From the top of the records below down to the line containing "pub mod cooks;", reproduce every line exactly.

***** Data shown

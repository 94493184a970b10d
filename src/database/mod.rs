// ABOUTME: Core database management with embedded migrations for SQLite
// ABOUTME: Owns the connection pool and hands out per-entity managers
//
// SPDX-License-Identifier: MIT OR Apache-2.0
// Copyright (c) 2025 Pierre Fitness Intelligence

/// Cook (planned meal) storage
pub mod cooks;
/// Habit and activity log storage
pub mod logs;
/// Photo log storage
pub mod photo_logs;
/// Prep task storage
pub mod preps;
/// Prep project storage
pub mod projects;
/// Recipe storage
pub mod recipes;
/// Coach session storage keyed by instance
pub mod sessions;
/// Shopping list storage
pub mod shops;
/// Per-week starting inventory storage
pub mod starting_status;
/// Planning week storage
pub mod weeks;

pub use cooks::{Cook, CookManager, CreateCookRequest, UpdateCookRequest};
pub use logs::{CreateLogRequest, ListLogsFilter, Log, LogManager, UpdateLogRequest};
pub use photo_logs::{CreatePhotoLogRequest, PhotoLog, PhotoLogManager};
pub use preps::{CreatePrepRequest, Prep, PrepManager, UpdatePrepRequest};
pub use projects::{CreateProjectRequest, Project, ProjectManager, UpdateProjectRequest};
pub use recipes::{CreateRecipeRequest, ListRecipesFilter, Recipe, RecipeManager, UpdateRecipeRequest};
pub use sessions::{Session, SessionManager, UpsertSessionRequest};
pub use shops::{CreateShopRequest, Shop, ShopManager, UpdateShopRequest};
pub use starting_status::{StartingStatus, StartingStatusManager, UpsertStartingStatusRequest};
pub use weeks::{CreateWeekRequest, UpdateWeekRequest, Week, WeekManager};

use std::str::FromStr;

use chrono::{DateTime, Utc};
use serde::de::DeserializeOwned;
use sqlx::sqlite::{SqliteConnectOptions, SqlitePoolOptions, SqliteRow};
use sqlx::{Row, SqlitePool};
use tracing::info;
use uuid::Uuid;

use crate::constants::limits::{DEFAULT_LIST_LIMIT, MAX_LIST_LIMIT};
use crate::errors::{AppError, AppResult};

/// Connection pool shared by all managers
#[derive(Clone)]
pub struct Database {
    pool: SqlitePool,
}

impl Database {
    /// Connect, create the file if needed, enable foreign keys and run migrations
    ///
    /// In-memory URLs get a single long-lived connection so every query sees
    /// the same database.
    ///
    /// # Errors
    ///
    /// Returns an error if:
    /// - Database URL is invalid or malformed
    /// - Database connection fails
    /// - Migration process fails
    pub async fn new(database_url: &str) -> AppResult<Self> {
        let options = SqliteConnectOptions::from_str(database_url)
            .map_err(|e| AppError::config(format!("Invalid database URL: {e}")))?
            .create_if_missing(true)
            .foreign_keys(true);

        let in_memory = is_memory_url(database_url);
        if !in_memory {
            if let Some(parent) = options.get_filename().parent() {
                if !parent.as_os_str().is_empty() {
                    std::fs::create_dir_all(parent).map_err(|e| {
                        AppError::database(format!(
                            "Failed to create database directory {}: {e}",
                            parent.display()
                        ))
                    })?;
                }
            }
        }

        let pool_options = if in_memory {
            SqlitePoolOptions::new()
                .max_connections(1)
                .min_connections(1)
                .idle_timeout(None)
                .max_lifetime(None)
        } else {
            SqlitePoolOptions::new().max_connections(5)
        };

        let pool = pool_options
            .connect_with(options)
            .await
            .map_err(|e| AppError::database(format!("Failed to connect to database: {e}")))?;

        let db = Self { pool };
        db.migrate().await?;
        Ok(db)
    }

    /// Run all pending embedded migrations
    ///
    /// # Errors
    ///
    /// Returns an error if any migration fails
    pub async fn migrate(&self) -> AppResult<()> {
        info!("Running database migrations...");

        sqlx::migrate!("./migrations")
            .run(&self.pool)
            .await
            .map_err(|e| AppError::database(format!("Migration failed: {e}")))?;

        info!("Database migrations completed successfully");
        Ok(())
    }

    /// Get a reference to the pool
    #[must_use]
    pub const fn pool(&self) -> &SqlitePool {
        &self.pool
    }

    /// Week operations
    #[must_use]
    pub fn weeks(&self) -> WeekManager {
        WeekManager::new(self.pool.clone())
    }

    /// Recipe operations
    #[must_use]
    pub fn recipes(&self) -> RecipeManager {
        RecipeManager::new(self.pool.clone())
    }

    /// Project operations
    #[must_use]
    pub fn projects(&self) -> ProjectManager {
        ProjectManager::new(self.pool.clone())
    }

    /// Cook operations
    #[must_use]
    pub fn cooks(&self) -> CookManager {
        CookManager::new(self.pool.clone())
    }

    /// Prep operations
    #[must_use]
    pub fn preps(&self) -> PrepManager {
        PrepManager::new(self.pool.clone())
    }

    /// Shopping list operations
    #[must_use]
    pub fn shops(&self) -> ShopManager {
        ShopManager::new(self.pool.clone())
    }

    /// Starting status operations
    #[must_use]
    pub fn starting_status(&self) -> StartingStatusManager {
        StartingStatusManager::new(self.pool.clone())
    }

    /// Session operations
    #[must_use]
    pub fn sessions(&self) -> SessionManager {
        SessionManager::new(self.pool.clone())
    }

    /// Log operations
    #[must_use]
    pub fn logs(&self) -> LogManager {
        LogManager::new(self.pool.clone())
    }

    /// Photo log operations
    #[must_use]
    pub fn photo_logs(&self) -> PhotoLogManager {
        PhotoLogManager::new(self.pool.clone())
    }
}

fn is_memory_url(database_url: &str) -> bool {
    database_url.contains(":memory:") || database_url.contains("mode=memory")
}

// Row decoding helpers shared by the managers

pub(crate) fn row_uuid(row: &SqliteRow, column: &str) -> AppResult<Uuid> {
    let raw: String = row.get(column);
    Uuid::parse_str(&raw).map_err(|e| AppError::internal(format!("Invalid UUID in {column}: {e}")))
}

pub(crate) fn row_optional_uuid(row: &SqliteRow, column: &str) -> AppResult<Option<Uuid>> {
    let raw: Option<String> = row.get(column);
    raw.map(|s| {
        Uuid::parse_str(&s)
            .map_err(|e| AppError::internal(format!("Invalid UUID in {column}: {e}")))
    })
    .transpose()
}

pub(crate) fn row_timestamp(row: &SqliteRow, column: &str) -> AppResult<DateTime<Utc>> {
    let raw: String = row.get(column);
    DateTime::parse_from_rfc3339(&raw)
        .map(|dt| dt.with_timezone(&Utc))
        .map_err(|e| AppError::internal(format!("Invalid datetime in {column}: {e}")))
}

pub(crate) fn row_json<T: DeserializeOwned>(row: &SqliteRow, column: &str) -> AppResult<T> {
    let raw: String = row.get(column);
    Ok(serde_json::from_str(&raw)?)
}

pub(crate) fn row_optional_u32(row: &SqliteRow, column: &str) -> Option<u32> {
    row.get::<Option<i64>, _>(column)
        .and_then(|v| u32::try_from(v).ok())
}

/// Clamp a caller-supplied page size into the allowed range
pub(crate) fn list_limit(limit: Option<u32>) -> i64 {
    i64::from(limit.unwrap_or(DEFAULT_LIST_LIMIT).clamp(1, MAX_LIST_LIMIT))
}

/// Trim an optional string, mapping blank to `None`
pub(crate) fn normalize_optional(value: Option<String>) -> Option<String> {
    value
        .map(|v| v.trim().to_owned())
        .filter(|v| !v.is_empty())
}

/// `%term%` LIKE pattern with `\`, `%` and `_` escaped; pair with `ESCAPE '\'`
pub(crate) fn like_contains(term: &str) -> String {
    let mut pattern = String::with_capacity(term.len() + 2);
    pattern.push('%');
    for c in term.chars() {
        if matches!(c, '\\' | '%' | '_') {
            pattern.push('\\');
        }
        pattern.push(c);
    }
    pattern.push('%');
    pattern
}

**********

**Solution for this task**
repository 94493184a970b10d
filename src/database/mod.rs
// ABOUTME: Core database management with embedded migrations for SQLite
// ABOUTME: Owns the connection pool and hands out per-entity managers
//
// SPDX-License-Identifier: MIT OR Apache-2.0
// Copyright (c) 2025 Pierre Fitness Intelligence

/// Cook (planned meal) storage
pub mod cooks;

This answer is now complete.